EXERCISE: Search the records below for "callers" and copy every line it turns up in.

─── PROVIDED MATERIAL

//! Product catalog handlers
//!
//! REST endpoints for listing, reading and administering products. Reads are
//! open to everyone with drafts hidden from public callers; mutations need an
//! admin API key.

use application::{Pagination, ProductPage};
use axum::{
    Json,
    extract::{Path, State},
    http::StatusCode,
};
use chrono::{DateTime, Utc};
use domain::{Product, ProductId, Viewer};
use rust_decimal::Decimal;
use serde::{Serialize, Serializer};
use tracing::{debug, instrument};
use utoipa::ToSchema;

use crate::{
    error::{ApiError, ApiResponse},
    middleware::{AdminViewer, CurrentViewer},
    state::AppState,
    validation::{
        CreateProductRequest, ListProductsQuery, UpdateProductRequest, ValidatedJson,
        ValidatedQuery,
    },
};

// ---------------------------------------------------------------------------
// Response DTOs
// ---------------------------------------------------------------------------

/// A product as returned by the API
#[derive(Debug, Clone, PartialEq, Eq, Serialize, ToSchema)]
#[serde(rename_all = "camelCase")]
#[schema(example = json!({
    "id": "01928c7a-7f3e-7b4c-9d1a-3f6e2b8c4d5e",
    "name": "Ceramic Vase",
    "description": "Hand-glazed stoneware",
    "price": 29.99,
    "costPrice": 12.5,
    "images": ["https://cdn.example.com/vase.jpg"],
    "category": "Home",
    "stock": 10,
    "status": "active",
    "createdAt": "2026-01-15T09:30:00Z",
    "updatedAt": "2026-01-15T09:30:00Z"
}))]
pub struct ProductResponse {
    pub id: String,
    pub name: String,
    pub description: Option<String>,
    #[serde(with = "rust_decimal::serde::float")]
    #[schema(value_type = f64)]
    pub price: Decimal,
    /// Present for administrators only; `null` when unset
    #[serde(
        skip_serializing_if = "Option::is_none",
        serialize_with = "serialize_cost_price"
    )]
    #[schema(value_type = Option<f64>, nullable)]
    pub cost_price: Option<Option<Decimal>>,
    /// Image URLs in display order
    pub images: Vec<String>,
    pub category: Option<String>,
    pub stock: u32,
    /// `draft` or `active`
    #[schema(value_type = String, example = "active")]
    pub status: domain::ProductStatus,
    pub created_at: DateTime<Utc>,
    pub updated_at: DateTime<Utc>,
}

fn serialize_cost_price<S: Serializer>(
    value: &Option<Option<Decimal>>,
    serializer: S,
) -> Result<S::Ok, S::Error> {
    rust_decimal::serde::float_option::serialize(&value.flatten(), serializer)
}

impl ProductResponse {
    /// Shape `product` for `viewer`; public callers never see the cost price
    pub fn from_product(product: Product, viewer: Viewer) -> Self {
        let cost_price = viewer
            .is_admin()
            .then(|| product.cost_price.map(|p| p.amount()));

        Self {
            id: product.id.to_string(),
            name: product.name,
            description: product.description,
            price: product.price.amount(),
            cost_price,
            images: product.images,
            category: product.category,
            stock: product.stock,
            status: product.status,
            created_at: product.created_at,
            updated_at: product.updated_at,
        }
    }
}

/// Pagination metadata of a listing
#[derive(Debug, Clone, Copy, PartialEq, Eq, Serialize, ToSchema)]
#[serde(rename_all = "camelCase")]
pub struct PaginationResponse {
    /// 1-based page number
    pub page: u32,
    pub limit: u32,
    /// Matching products across all pages
    pub total: u64,
    pub total_pages: u64,
    pub has_more: bool,
}

impl From<Pagination> for PaginationResponse {
    fn from(p: Pagination) -> Self {
        Self {
            page: p.page,
            limit: p.limit,
            total: p.total,
            total_pages: p.total_pages,
            has_more: p.has_more,
        }
    }
}

/// One page of products
#[derive(Debug, Clone, PartialEq, Eq, Serialize, ToSchema)]
pub struct ProductListResponse {
    pub products: Vec<ProductResponse>,
    pub pagination: PaginationResponse,
}

impl ProductListResponse {
    fn from_page(page: ProductPage, viewer: Viewer) -> Self {
        Self {
            products: page
                .products
                .into_iter()
                .map(|p| ProductResponse::from_product(p, viewer))
                .collect(),
            pagination: page.pagination.into(),
        }
    }
}

/// Confirmation of a deletion
#[derive(Debug, Clone, PartialEq, Eq, Serialize, ToSchema)]
#[schema(example = json!({"message": "Product deleted successfully"}))]
pub struct DeleteResponse {
    pub message: String,
}

/// Unknown and malformed ids are both simply not found
fn product_id(raw: &str) -> Result<ProductId, ApiError> {
    ProductId::parse(raw).map_err(|_| ApiError::product_not_found())
}

// ---------------------------------------------------------------------------
// Handlers
// ---------------------------------------------------------------------------

/// List products
///
/// GET /products
#[utoipa::path(
    get,
    path = "/products",
    tag = "products",
    params(ListProductsQuery),
    responses(
        (status = 200, description = "One page of products", body = ApiResponse<ProductListResponse>),
        (status = 400, description = "Invalid query parameters", body = crate::error::ErrorResponse),
        (status = 429, description = "Rate limit exceeded", body = crate::error::ErrorResponse)
    )
)]
#[instrument(skip(state, query))]
pub async fn list_products(
    State(state): State<AppState>,
    CurrentViewer(viewer): CurrentViewer,
    ValidatedQuery(query): ValidatedQuery<ListProductsQuery>,
) -> Result<Json<ApiResponse<ProductListResponse>>, ApiError> {
    let page = state.product_service.list_products(&query, viewer).await?;

    debug!(
        returned = page.products.len(),
        total = page.pagination.total,
        "Listed products"
    );
    Ok(Json(ApiResponse::new(ProductListResponse::from_page(
        page, viewer,
    ))))
}

/// Get a product by ID
///
/// GET /products/{id}
#[utoipa::path(
    get,
    path = "/products/{id}",
    tag = "products",
    params(
        ("id" = String, Path, description = "Product ID")
    ),
    responses(
        (status = 200, description = "Product details", body = ApiResponse<ProductResponse>),
        (status = 404, description = "Product not found", body = crate::error::ErrorResponse),
        (status = 429, description = "Rate limit exceeded", body = crate::error::ErrorResponse)
    )
)]
#[instrument(skip(state))]
pub async fn get_product(
    State(state): State<AppState>,
    CurrentViewer(viewer): CurrentViewer,
    Path(id): Path<String>,
) -> Result<Json<ApiResponse<ProductResponse>>, ApiError> {
    let id = product_id(&id)?;
    let product = state.product_service.get_by_id(&id, viewer).await?;

    Ok(Json(ApiResponse::new(ProductResponse::from_product(
        product, viewer,
    ))))
}

/// Create a product
///
/// POST /products
#[utoipa::path(
    post,
    path = "/products",
    tag = "products",
    request_body = CreateProductRequest,
    responses(
        (status = 201, description = "Product created", body = ApiResponse<ProductResponse>),
        (status = 400, description = "Validation failed", body = crate::error::ErrorResponse),
        (status = 401, description = "Missing or invalid API key", body = crate::error::ErrorResponse),
        (status = 429, description = "Rate limit exceeded", body = crate::error::ErrorResponse)
    ),
    security(("api_key" = []))
)]
#[instrument(skip(state, new_product), fields(key = %admin.key_name))]
pub async fn create_product(
    State(state): State<AppState>,
    admin: AdminViewer,
    ValidatedJson(new_product): ValidatedJson<CreateProductRequest>,
) -> Result<(StatusCode, Json<ApiResponse<ProductResponse>>), ApiError> {
    let product = state.product_service.create(new_product).await?;

    Ok((
        StatusCode::CREATED,
        Json(ApiResponse::new(ProductResponse::from_product(
            product,
            Viewer::Admin,
        ))),
    ))
}

/// Update a product
///
/// PUT /products/{id} and PATCH /products/{id} share partial semantics:
/// omitted fields are kept, `null` clears nullable fields.
#[utoipa::path(
    patch,
    path = "/products/{id}",
    tag = "products",
    params(
        ("id" = String, Path, description = "Product ID")
    ),
    request_body = UpdateProductRequest,
    responses(
        (status = 200, description = "Product updated", body = ApiResponse<ProductResponse>),
        (status = 400, description = "Validation failed", body = crate::error::ErrorResponse),
        (status = 401, description = "Missing or invalid API key", body = crate::error::ErrorResponse),
        (status = 404, description = "Product not found", body = crate::error::ErrorResponse),
        (status = 429, description = "Rate limit exceeded", body = crate::error::ErrorResponse)
    ),
    security(("api_key" = []))
)]
#[instrument(skip(state, changes), fields(key = %admin.key_name))]
pub async fn update_product(
    State(state): State<AppState>,
    admin: AdminViewer,
    Path(id): Path<String>,
    ValidatedJson(changes): ValidatedJson<UpdateProductRequest>,
) -> Result<Json<ApiResponse<ProductResponse>>, ApiError> {
    let id = product_id(&id)?;
    let product = state.product_service.update(&id, changes).await?;

    Ok(Json(ApiResponse::new(ProductResponse::from_product(
        product,
        Viewer::Admin,
    ))))
}

/// Delete a product
///
/// DELETE /products/{id}
#[utoipa::path(
    delete,
    path = "/products/{id}",
    tag = "products",
    params(
        ("id" = String, Path, description = "Product ID")
    ),
    responses(
        (status = 200, description = "Product deleted", body = ApiResponse<DeleteResponse>),
        (status = 401, description = "Missing or invalid API key", body = crate::error::ErrorResponse),
        (status = 404, description = "Product not found", body = crate::error::ErrorResponse),
        (status = 429, description = "Rate limit exceeded", body = crate::error::ErrorResponse)
    ),
    security(("api_key" = []))
)]
#[instrument(skip(state), fields(key = %admin.key_name))]
pub async fn delete_product(
    State(state): State<AppState>,
    admin: AdminViewer,
    Path(id): Path<String>,
) -> Result<Json<ApiResponse<DeleteResponse>>, ApiError> {
    let id = product_id(&id)?;
    state.product_service.delete(&id).await?;

    Ok(Json(ApiResponse::new(DeleteResponse {
        message: "Product deleted successfully".to_string(),
    })))
}

/// List categories of active products
///
/// GET /products/categories
#[utoipa::path(
    get,
    path = "/products/categories",
    tag = "products",
    responses(
        (status = 200, description = "Sorted category names", body = ApiResponse<Vec<String>>),
        (status = 429, description = "Rate limit exceeded", body = crate::error::ErrorResponse)
    )
)]
#[instrument(skip(state))]
pub async fn list_categories(
    State(state): State<AppState>,
) -> Result<Json<ApiResponse<Vec<String>>>, ApiError> {
    let categories = state.product_service.list_categories().await?;
    Ok(Json(ApiResponse::new(categories)))
}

──────

TASK RESULT:
//! open to everyone with drafts hidden from public callers; mutations need an
    /// Shape `product` for `viewer`; public callers never see the cost price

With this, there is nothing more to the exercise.